The original hud I was going for a kind of skewed look as if you were wearing a helmet and the information was displayed on these green dots on the screen. While a cool concept I think it was too janky and looked like mspaint levels of cleanliness. Also you can see here if I have a non-standar resolution the alignment would always be misaligned to the screen. The new hud (which I would say is still a developer hud) I went for a cleaner approach:

Nothing too crazy just a health bar and some text on the corners. But the best part:

The positioning stays consistent regardless of dpi/resolution.
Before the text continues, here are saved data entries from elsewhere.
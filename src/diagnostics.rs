//! Lifecycle diagnostics
//!
//! Lifecycle operations never return `Err`. They report through
//! [`Diagnostics`]: a single error stops the call, warnings ride along with a
//! successful result. Details name the offending field and never carry
//! plaintext.

use std::fmt;

pub const SUMMARY_EXPIRED: &str = "Ciphertext has expired";
pub const SUMMARY_EXPIRY_IMMINENT: &str = "Ciphertext will expire soon";
pub const SUMMARY_CREATE_WINDOW_CLOSED: &str = "Ciphertext create window has closed";
pub const SUMMARY_CREATE_WINDOW_IMMINENT: &str = "Ciphertext create window is about to expire";
pub const SUMMARY_IMPLICIT_MOVE: &str = "Implicit object move";
pub const SUMMARY_PROVIDER_CONSTRAINT: &str = "Provider constraint violation";
pub const SUMMARY_USES_EXHAUSTED: &str =
    "Ciphertext has been used all time it was allowed to do so";
pub const SUMMARY_USES_INSECURE: &str = "Insecure use of limited-use ciphertext";
pub const SUMMARY_LAST_USE: &str = "Last use of ciphertext";
pub const SUMMARY_MISSING_READ_ERROR: &str = "Missing read error reason";
pub const SUMMARY_DECRYPT_FAILED: &str = "Cannot decrypt confidential data";
pub const SUMMARY_CONFIGURATION: &str = "Invalid provider configuration";
pub const SUMMARY_CREATE_FAILED: &str = "Error creating object";
pub const SUMMARY_READ_FAILED: &str = "Error reading object";
pub const SUMMARY_UPDATE_FAILED: &str = "Error updating object";
pub const SUMMARY_DELETE_FAILED: &str = "Error deleting object";
pub const SUMMARY_TRACKING_FAILED: &str = "Object tracking failed";

#[derive(Debug, Clone, Copy, PartialEq, Eq)]
pub enum Severity {
    Warning,
    Error,
}

/// One user-facing finding
#[derive(Debug, Clone, PartialEq, Eq)]
pub struct Diagnostic {
    pub severity: Severity,
    pub summary: String,
    pub detail: String,
    pub suggestion: Option<String>,
}

impl Diagnostic {
    pub fn error(summary: impl Into<String>, detail: impl Into<String>) -> Self {
        Self {
            severity: Severity::Error,
            summary: summary.into(),
            detail: detail.into(),
            suggestion: None,
        }
    }

    pub fn warning(summary: impl Into<String>, detail: impl Into<String>) -> Self {
        Self {
            severity: Severity::Warning,
            summary: summary.into(),
            detail: detail.into(),
            suggestion: None,
        }
    }

    #[must_use]
    pub fn with_suggestion(mut self, suggestion: impl Into<String>) -> Self {
        self.suggestion = Some(suggestion.into());
        self
    }

    /// Error diagnostic carrying a failed operation's message and hint
    pub fn from_error(summary: impl Into<String>, err: &crate::ConfidentialError) -> Self {
        let diagnostic = Self::error(summary, err.to_string());
        match err.suggestion() {
            Some(suggestion) => diagnostic.with_suggestion(suggestion),
            None => diagnostic,
        }
    }

    pub fn is_error(&self) -> bool {
        self.severity == Severity::Error
    }
}

impl fmt::Display for Diagnostic {
    fn fmt(&self, f: &mut fmt::Formatter<'_>) -> fmt::Result {
        let level = match self.severity {
            Severity::Warning => "warning",
            Severity::Error => "error",
        };
        write!(f, "{}: {}: {}", level, self.summary, self.detail)?;
        if let Some(suggestion) = &self.suggestion {
            write!(f, " (suggestion: {})", suggestion)?;
        }
        Ok(())
    }
}

#[derive(Debug, Clone, Default, PartialEq, Eq)]
pub struct Diagnostics(Vec<Diagnostic>);

impl Diagnostics {
    pub fn new() -> Self {
        Self::default()
    }

    pub fn push(&mut self, diagnostic: Diagnostic) {
        self.0.push(diagnostic);
    }

    pub fn extend(&mut self, other: Diagnostics) {
        self.0.extend(other.0);
    }

    pub fn add_error(&mut self, summary: impl Into<String>, detail: impl Into<String>) {
        self.push(Diagnostic::error(summary, detail));
    }

    pub fn add_warning(&mut self, summary: impl Into<String>, detail: impl Into<String>) {
        self.push(Diagnostic::warning(summary, detail));
    }

    pub fn has_error(&self) -> bool {
        self.0.iter().any(Diagnostic::is_error)
    }

    pub fn errors(&self) -> impl Iterator<Item = &Diagnostic> {
        self.0.iter().filter(|d| d.is_error())
    }

    pub fn warnings(&self) -> impl Iterator<Item = &Diagnostic> {
        self.0.iter().filter(|d| !d.is_error())
    }

    pub fn iter(&self) -> impl Iterator<Item = &Diagnostic> {
        self.0.iter()
    }

    pub fn len(&self) -> usize {
        self.0.len()
    }

    pub fn is_empty(&self) -> bool {
        self.0.is_empty()
    }

    /// True when some diagnostic's summary contains `needle`
    pub fn contains_summary(&self, needle: &str) -> bool {
        self.0.iter().any(|d| d.summary.contains(needle))
    }
}

impl From<Diagnostic> for Diagnostics {
    fn from(diagnostic: Diagnostic) -> Self {
        Self(vec![diagnostic])
    }
}

impl FromIterator<Diagnostic> for Diagnostics {
    fn from_iter<I: IntoIterator<Item = Diagnostic>>(iter: I) -> Self {
        Self(iter.into_iter().collect())
    }
}

impl IntoIterator for Diagnostics {
    type Item = Diagnostic;
    type IntoIter = std::vec::IntoIter<Diagnostic>;

    fn into_iter(self) -> Self::IntoIter {
        self.0.into_iter()
    }
}
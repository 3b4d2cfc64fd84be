//! Gzip framing applied to JSON before it enters an envelope

use crate::helpers::CryptoError;
use flate2::read::GzDecoder;
use flate2::write::GzEncoder;
use flate2::Compression;
use std::io::{Read, Write};

pub fn gzip_compress(data: &[u8]) -> Result<Vec<u8>, CryptoError> {
    let mut encoder = GzEncoder::new(Vec::new(), Compression::best());
    encoder
        .write_all(data)
        .map_err(|e| CryptoError::Compression(e.to_string()))?;
    encoder
        .finish()
        .map_err(|e| CryptoError::Compression(e.to_string()))
}

pub fn gzip_decompress(data: &[u8]) -> Result<Vec<u8>, CryptoError> {
    let mut decoder = GzDecoder::new(data);
    let mut out = Vec::new();
    decoder
        .read_to_end(&mut out)
        .map_err(|e| CryptoError::Decompression(e.to_string()))?;
    Ok(out)
}
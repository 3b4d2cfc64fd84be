//! Common test utilities for az-confidential integration tests
//!
//! This module provides shared fixtures, an in-memory Key Vault and a
//! factory wired to both, to reduce code duplication across integration
//! test files.

#![allow(dead_code)]

use async_trait::async_trait;
use az_confidential::config::ProviderConfig;
use az_confidential::coordinate::{
    AzKeyVaultObjectCoordinate, AzKeyVaultObjectVersionedCoordinate, WrappingKeyCoordinate,
};
use az_confidential::crypto::rsa::{RsaPrivateKey, RsaPublicKey};
use az_confidential::crypto::{private_key_from_pem, rsa_public_key_from_pem, PrivateKey};
use az_confidential::factory::{
    DefaultClientsFactory, SingleKeyDecrypterProvider, StaticClientProvider,
};
use az_confidential::model::ContentWrappingParams;
use az_confidential::ports::{
    KeyVaultObjectClient, ObjectAttributes, ObjectContent, RemoteError, RemoteObject,
    RsaPrivateKeyDecrypter,
};
use az_confidential::tracking::{
    InMemoryObjectTracker, ObjectTracker, TrackingError, UseReservation,
};
use std::collections::HashMap;
use std::sync::atomic::{AtomicUsize, Ordering};
use std::sync::Arc;
use tokio::sync::Mutex;

pub const RSA4096_PEM: &[u8] = include_bytes!("../data/rsa4096.pem");
pub const RSA4096_PUB_PEM: &[u8] = include_bytes!("../data/rsa4096.pub.pem");
pub const RSA2048_PKCS1_PEM: &[u8] = include_bytes!("../data/rsa2048_pkcs1.pem");
pub const EC_P384_PEM: &[u8] = include_bytes!("../data/ec_p384_pkcs8.pem");
pub const EC_P256_SEC1_PEM: &[u8] = include_bytes!("../data/ec_p256_sec1.pem");
pub const EC_P256_CERT_PEM: &[u8] = include_bytes!("../data/ec_p256_cert.pem");

/// Vault the provider creates in by default
pub const DEFAULT_VAULT: &str = "vaulta";
/// Second vault, used for placement checks
pub const OTHER_VAULT: &str = "vaultb";
pub const PROVIDER_LABEL: &str = "integration";

/// Install a tracing subscriber once; honours RUST_LOG
pub fn init_tracing() {
    let _ = tracing_subscriber::fmt()
        .with_env_filter(tracing_subscriber::EnvFilter::from_default_env())
        .with_test_writer()
        .try_init();
}

pub fn wrapping_private_key() -> RsaPrivateKey {
    match private_key_from_pem(RSA4096_PEM, None).unwrap() {
        PrivateKey::Rsa(key) => key,
        other => panic!("fixture is not RSA: {}", other.algorithm()),
    }
}

pub fn wrapping_public_key() -> RsaPublicKey {
    rsa_public_key_from_pem(std::str::from_utf8(RSA4096_PUB_PEM).unwrap()).unwrap()
}

pub fn wrapping_params() -> ContentWrappingParams {
    ContentWrappingParams::from_public_key_pem(RSA4096_PUB_PEM).unwrap()
}

pub fn decrypter() -> RsaPrivateKeyDecrypter {
    RsaPrivateKeyDecrypter::new(wrapping_private_key())
}

/// Key Vault double: versions per object, soft delete, call counting
#[derive(Default)]
pub struct InMemoryKeyVaultClient {
    objects: Mutex<HashMap<AzKeyVaultObjectCoordinate, Vec<RemoteObject>>>,
    calls: AtomicUsize,
}

impl InMemoryKeyVaultClient {
    pub fn new() -> Self {
        Self::default()
    }

    /// Number of client calls made so far
    pub fn calls(&self) -> usize {
        self.calls.load(Ordering::SeqCst)
    }

    /// Write a new secret version behind the provider's back
    pub async fn overwrite_secret(&self, coordinate: &AzKeyVaultObjectCoordinate, value: &str) {
        let mut objects = self.objects.lock().await;
        let versions = objects.entry(coordinate.clone()).or_default();
        let attributes = versions
            .last()
            .map(|o| o.attributes.clone())
            .unwrap_or_default();
        let version = format!("v{}", versions.len() + 1);
        versions.push(RemoteObject {
            id: coordinate.with_version(version),
            content: ObjectContent::Secret {
                value: value.to_string(),
            },
            attributes,
        });
    }

    pub async fn version_count(&self, coordinate: &AzKeyVaultObjectCoordinate) -> usize {
        self.objects
            .lock()
            .await
            .get(coordinate)
            .map_or(0, Vec::len)
    }

    async fn push_version(
        &self,
        coordinate: &AzKeyVaultObjectCoordinate,
        content: ObjectContent,
        attributes: ObjectAttributes,
    ) -> RemoteObject {
        let mut objects = self.objects.lock().await;
        let versions = objects.entry(coordinate.clone()).or_default();
        let object = RemoteObject {
            id: coordinate.with_version(format!("v{}", versions.len() + 1)),
            content,
            attributes,
        };
        versions.push(object.clone());
        object
    }

    fn not_found(id: &AzKeyVaultObjectVersionedCoordinate) -> RemoteError {
        RemoteError::NotFound(format!("{}/{}", id.coordinate, id.version))
    }
}

#[async_trait]
impl KeyVaultObjectClient for InMemoryKeyVaultClient {
    async fn create_object(
        &self,
        coordinate: &AzKeyVaultObjectCoordinate,
        content: ObjectContent,
        attributes: ObjectAttributes,
    ) -> Result<RemoteObject, RemoteError> {
        self.calls.fetch_add(1, Ordering::SeqCst);
        Ok(self.push_version(coordinate, content, attributes).await)
    }

    async fn get_object(
        &self,
        id: &AzKeyVaultObjectVersionedCoordinate,
    ) -> Result<RemoteObject, RemoteError> {
        self.calls.fetch_add(1, Ordering::SeqCst);
        let objects = self.objects.lock().await;
        let versions = objects
            .get(&id.coordinate)
            .ok_or_else(|| Self::not_found(id))?;
        let found = if id.version.is_empty() {
            versions.last()
        } else {
            versions.iter().find(|o| o.id.version == id.version)
        };
        found.cloned().ok_or_else(|| Self::not_found(id))
    }

    async fn update_attributes(
        &self,
        id: &AzKeyVaultObjectVersionedCoordinate,
        attributes: ObjectAttributes,
    ) -> Result<RemoteObject, RemoteError> {
        self.calls.fetch_add(1, Ordering::SeqCst);
        let mut objects = self.objects.lock().await;
        let object = objects
            .get_mut(&id.coordinate)
            .and_then(|versions| versions.iter_mut().find(|o| o.id.version == id.version))
            .ok_or_else(|| Self::not_found(id))?;
        object.attributes = attributes;
        Ok(object.clone())
    }

    async fn update_content(
        &self,
        coordinate: &AzKeyVaultObjectCoordinate,
        content: ObjectContent,
        attributes: ObjectAttributes,
    ) -> Result<RemoteObject, RemoteError> {
        self.calls.fetch_add(1, Ordering::SeqCst);
        Ok(self.push_version(coordinate, content, attributes).await)
    }

    async fn disable_object(
        &self,
        id: &AzKeyVaultObjectVersionedCoordinate,
    ) -> Result<(), RemoteError> {
        self.calls.fetch_add(1, Ordering::SeqCst);
        let mut objects = self.objects.lock().await;
        let versions = objects
            .get_mut(&id.coordinate)
            .ok_or_else(|| Self::not_found(id))?;
        for object in versions.iter_mut() {
            object.attributes.enabled = false;
        }
        Ok(())
    }
}

/// Tracking store that suspends before every access, like one behind a network hop
pub struct YieldingTracker(pub Arc<InMemoryObjectTracker>);

#[async_trait]
impl ObjectTracker for YieldingTracker {
    async fn is_tracked(&self, uuid: &str) -> Result<bool, TrackingError> {
        tokio::task::yield_now().await;
        self.0.is_tracked(uuid).await
    }

    async fn track(&self, uuid: &str) -> Result<u64, TrackingError> {
        tokio::task::yield_now().await;
        self.0.track(uuid).await
    }

    async fn uses(&self, uuid: &str) -> Result<u64, TrackingError> {
        tokio::task::yield_now().await;
        self.0.uses(uuid).await
    }

    async fn track_if_below(
        &self,
        uuid: &str,
        limit: u64,
    ) -> Result<UseReservation, TrackingError> {
        tokio::task::yield_now().await;
        self.0.track_if_below(uuid, limit).await
    }
}

/// Everything a lifecycle test needs, wired together
pub struct TestEnv {
    pub factory: Arc<DefaultClientsFactory>,
    pub tracker: Arc<InMemoryObjectTracker>,
    pub vault_a: Arc<InMemoryKeyVaultClient>,
    pub vault_b: Arc<InMemoryKeyVaultClient>,
}

impl TestEnv {
    pub fn new(object_tracking: bool) -> Self {
        Self::with_config(ProviderConfig {
            object_tracking,
            ..test_config()
        })
    }

    pub fn with_config(config: ProviderConfig) -> Self {
        Self::build(config, false)
    }

    /// Tracking enabled, with a store that yields on every access
    pub fn with_yielding_tracker() -> Self {
        Self::build(
            ProviderConfig {
                object_tracking: true,
                ..test_config()
            },
            true,
        )
    }

    fn build(config: ProviderConfig, yielding: bool) -> Self {
        init_tracing();
        let tracker = Arc::new(InMemoryObjectTracker::new());
        let store: Arc<dyn ObjectTracker> = if yielding {
            Arc::new(YieldingTracker(tracker.clone()))
        } else {
            tracker.clone()
        };
        let vault_a = Arc::new(InMemoryKeyVaultClient::new());
        let vault_b = Arc::new(InMemoryKeyVaultClient::new());
        let clients = StaticClientProvider::new()
            .with_vault(DEFAULT_VAULT, vault_a.clone())
            .with_vault(OTHER_VAULT, vault_b.clone());
        let decrypters = SingleKeyDecrypterProvider::new(Arc::new(decrypter()));
        let factory =
            DefaultClientsFactory::new(config, store, Arc::new(clients), Arc::new(decrypters))
                .unwrap();
        Self {
            factory: Arc::new(factory),
            tracker,
            vault_a,
            vault_b,
        }
    }

    /// Recorded uses, read straight from the store
    pub async fn tracker_uses(&self, uuid: &str) -> u64 {
        self.tracker.uses(uuid).await.unwrap()
    }

    /// Client calls across both vaults
    pub fn remote_calls(&self) -> usize {
        self.vault_a.calls() + self.vault_b.calls()
    }
}

pub fn test_config() -> ProviderConfig {
    ProviderConfig {
        provider_label: Some(PROVIDER_LABEL.to_string()),
        default_wrapping_key: Some(WrappingKeyCoordinate::new("wrapvault", "wrapkey")),
        default_destination_vault: Some(DEFAULT_VAULT.to_string()),
        ..ProviderConfig::default()
    }
}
I achieved this by avoiding the “scaleBoxes” I was using before and just used horizontal/vertical boxes with spacers in between:

I also adjusted my dpi scaling rules:

I also found out I had a bad strand in my blueprint spaghetti from months ago:

That circled red block is what determined the direction of damage when a bullet was fired. I was doing StartVector – EndVector instead of doing EndVector – StartVector which was inverting the direction of damage as the “direction Of Damage” was relative to the attacked instead of the attacker.
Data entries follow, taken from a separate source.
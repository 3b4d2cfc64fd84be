//! Untyped decoding for producer-side diagnostics

use super::header::{ConfidentialDataHeader, ConfidentialObjectType};
use super::helper::ConfidentialDataIn;
use super::payload::{CertificateBag, ConfidentialValue, NamedValue, SubscriptionKeys};
use super::ModelError;
use crate::envelope::decrypt_envelope;
use crate::ports::RsaDecrypter;
use crate::ConfidentialError;
use confidential_crypto::gzip_decompress;
use confidential_protocol::Envelope;
use serde_json::Value;

/// Any registered payload
#[derive(Debug, Clone, PartialEq, Eq)]
pub enum ConfidentialPayload {
    String(String),
    Binary(Vec<u8>),
    Certificate(CertificateBag),
    Subscription(SubscriptionKeys),
    NamedValue(NamedValue),
}

impl ConfidentialPayload {
    pub fn model_reference(&self) -> &'static str {
        match self {
            ConfidentialPayload::String(_) => String::MODEL,
            ConfidentialPayload::Binary(_) => <Vec<u8>>::MODEL,
            ConfidentialPayload::Certificate(_) => CertificateBag::MODEL,
            ConfidentialPayload::Subscription(_) => SubscriptionKeys::MODEL,
            ConfidentialPayload::NamedValue(_) => NamedValue::MODEL,
        }
    }
}

#[derive(Debug, Clone)]
pub struct InspectedEnvelope {
    pub header: ConfidentialDataHeader,
    pub payload: ConfidentialPayload,
}

/// Model each object type is produced with
fn model_for(object_type: ConfidentialObjectType) -> &'static str {
    match object_type {
        ConfidentialObjectType::KeyVaultSecret => String::MODEL,
        ConfidentialObjectType::KeyVaultKey => <Vec<u8>>::MODEL,
        ConfidentialObjectType::KeyVaultCertificate => CertificateBag::MODEL,
        ConfidentialObjectType::ApimSubscription => SubscriptionKeys::MODEL,
        ConfidentialObjectType::ApimNamedValue => NamedValue::MODEL,
    }
}

fn typed<T: ConfidentialValue>(value: Value) -> Result<T, ModelError> {
    T::from_rest(serde_json::from_value(value)?)
}

/// Decode decompressed JSON by dispatching on the type tag, then the model
pub fn decode_payload(json: &[u8]) -> Result<InspectedEnvelope, ModelError> {
    let raw: ConfidentialDataIn = serde_json::from_slice(json)?;
    let object_type = raw.header.parsed_object_type()?;

    let expected = model_for(object_type);
    if raw.header.model_reference != expected {
        return Err(ModelError::UnknownModel {
            expected: expected.to_string(),
            found: raw.header.model_reference,
        });
    }

    let data = raw.confidential_data;
    let payload = match object_type {
        ConfidentialObjectType::KeyVaultSecret => ConfidentialPayload::String(typed(data)?),
        ConfidentialObjectType::KeyVaultKey => ConfidentialPayload::Binary(typed(data)?),
        ConfidentialObjectType::KeyVaultCertificate => {
            ConfidentialPayload::Certificate(typed(data)?)
        }
        ConfidentialObjectType::ApimSubscription => {
            ConfidentialPayload::Subscription(typed(data)?)
        }
        ConfidentialObjectType::ApimNamedValue => ConfidentialPayload::NamedValue(typed(data)?),
    };

    Ok(InspectedEnvelope {
        header: raw.header,
        payload,
    })
}

/// Decrypt and decode an envelope of any registered type
pub async fn inspect_envelope(
    envelope: &Envelope,
    decrypter: &dyn RsaDecrypter,
) -> Result<InspectedEnvelope, ConfidentialError> {
    let compressed = decrypt_envelope(envelope, decrypter).await?;
    let json = gzip_decompress(&compressed)?;
    Ok(decode_payload(&json)?)
}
Why does this matter? Unreal has a damage type system which makes it easier to set impulses from different types of damage. I have a bullet type that I wanted to push objects, when the vectors are swapped:

When the math is correct:

(I realize the window is awkwardly small in these videos…)

I also wanted to touch up bot “death” (destruction? Disassembly?) and I saw I never made a physics asset for the Assault rifle with no stock, after that fix plus the impulse fix things start to look much nicer.
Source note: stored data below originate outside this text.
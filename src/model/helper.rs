//! Export and import of typed confidential data

use super::header::{ConfidentialDataHeader, ConfidentialObjectType};
use super::params::ContentWrappingParams;
use super::payload::ConfidentialValue;
use super::ModelError;
use crate::envelope::{decrypt_envelope, encrypt_envelope};
use crate::ports::RsaDecrypter;
use crate::ConfidentialError;
use chrono::{DateTime, Utc};
use confidential_crypto::{gzip_compress, gzip_decompress};
use confidential_protocol::{armor_envelope, Envelope};
use serde::{Deserialize, Serialize};
use std::marker::PhantomData;
use tracing::debug;
use uuid::Uuid;

#[derive(Serialize)]
struct ConfidentialDataOut<'a, R> {
    header: &'a ConfidentialDataHeader,
    #[serde(rename = "confidentialData")]
    confidential_data: R,
}

#[derive(Deserialize)]
pub(crate) struct ConfidentialDataIn {
    pub header: ConfidentialDataHeader,
    #[serde(rename = "confidentialData")]
    pub confidential_data: serde_json::Value,
}

/// Result of an export
#[derive(Debug, Clone)]
pub struct ExportedEnvelope {
    pub header: ConfidentialDataHeader,
    pub envelope: Envelope,
    pub armored: String,
}

/// Binds a value type to the object type it is produced for
#[derive(Debug, Clone)]
pub struct ConfidentialDataHelper<T> {
    object_type: ConfidentialObjectType,
    _value: PhantomData<fn() -> T>,
}

impl<T: ConfidentialValue> ConfidentialDataHelper<T> {
    pub fn new(object_type: ConfidentialObjectType) -> Self {
        Self {
            object_type,
            _value: PhantomData,
        }
    }

    pub fn object_type(&self) -> ConfidentialObjectType {
        self.object_type
    }

    pub fn model_reference(&self) -> &'static str {
        T::MODEL
    }

    pub fn export(
        &self,
        value: &T,
        params: &ContentWrappingParams,
    ) -> Result<ExportedEnvelope, ConfidentialError> {
        self.export_at(value, params, Utc::now())
    }

    /// Export with protection limits computed from `now`
    pub fn export_at(
        &self,
        value: &T,
        params: &ContentWrappingParams,
        now: DateTime<Utc>,
    ) -> Result<ExportedEnvelope, ConfidentialError> {
        let header = ConfidentialDataHeader {
            uuid: Uuid::new_v4().to_string(),
            object_type: self.object_type.as_str().to_string(),
            model_reference: T::MODEL.to_string(),
            protection: params.protection_at(now),
        };

        let json = serde_json::to_vec(&ConfidentialDataOut {
            header: &header,
            confidential_data: value.to_rest(),
        })
        .map_err(ModelError::from)?;
        let compressed = gzip_compress(&json)?;
        let envelope = encrypt_envelope(params.public_key(), &compressed)?;
        let armored = armor_envelope(&envelope, &header.armor_headers())?;

        debug!(
            uuid = %header.uuid,
            object_type = %header.object_type,
            has_cek = envelope.has_cek(),
            "exported confidential data"
        );
        Ok(ExportedEnvelope {
            header,
            envelope,
            armored,
        })
    }

    /// Decrypt an envelope and decode it as this helper's type
    pub async fn import(
        &self,
        envelope: &Envelope,
        decrypter: &dyn RsaDecrypter,
    ) -> Result<(ConfidentialDataHeader, T), ConfidentialError> {
        let compressed = decrypt_envelope(envelope, decrypter).await?;
        let json = gzip_decompress(&compressed)?;
        Ok(self.decode(&json)?)
    }

    /// Decode decompressed JSON; the type tag is checked before the model
    pub fn decode(&self, json: &[u8]) -> Result<(ConfidentialDataHeader, T), ModelError> {
        let raw: ConfidentialDataIn = serde_json::from_slice(json)?;
        let header = raw.header;

        if !header.is_type(self.object_type) {
            return Err(ModelError::TypeMismatch {
                expected: self.object_type.to_string(),
                found: header.object_type,
            });
        }
        if header.model_reference != T::MODEL {
            return Err(ModelError::UnknownModel {
                expected: T::MODEL.to_string(),
                found: header.model_reference,
            });
        }

        let rest: T::Rest = serde_json::from_value(raw.confidential_data)?;
        let value = T::from_rest(rest)?;
        debug!(uuid = %header.uuid, object_type = %header.object_type, "decoded confidential data");
        Ok((header, value))
    }
}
The legs spawning detached is still a bit annoying. That issues comes from the physics asset which I spent so much time with a month or two ago I eventually gave up and kept it a “this just works so don’t touch it” kinda stasis.

If you look at the tree to the left you can see there’s a “Body” bone which holds the main collision box then there’s “BackLegXX” bones which I have attached to the body bone and to the bottom legs. However, there’s nothing in between for the thighs of the bot, which is why in the video above you see the legs swinging free. I’d need to remake this guy by going through each leg and adding a box, connecting it to the body or previous leg and ensuring everything doesn’t collide with itself. There’s an “auto-generation” feature which I’ve had little success with so this will end up just being a big time sink.

Eventually I want bots to have a chance to detonate in a electrical fireshow which I think would add to the dynamic nature of fights. Also I need to do a re-write of the AI to add:
– AI Teams
– Team Positioning Coordination (so the bots don’t just all choose the same spot)
– Goal Zones (for some other ideas I’m working to add a meta level to gameplay)

Flute it up

I went into this then I found this bass sound and just kinda rolled with it I found a sound a liked and rolled with it (it a bit loud fyi)

Here’s the synths (where the concert flute is a sampler)

The flute is surprisingly nice is from the Abelton orchestral woodwinds pack: https://www.ableton.com/en/packs/orchestral-woodwinds/. That being said: a part of me thinks I shouldn’t have used the flutes, it kinda takes a dance thing and un-dances it.

I started working on the HUD also but I’m failing at keeping the scaling consistent:

I did put shells on the Assault Rifle though:

Not really a huge accomplishment but baby steps I guess?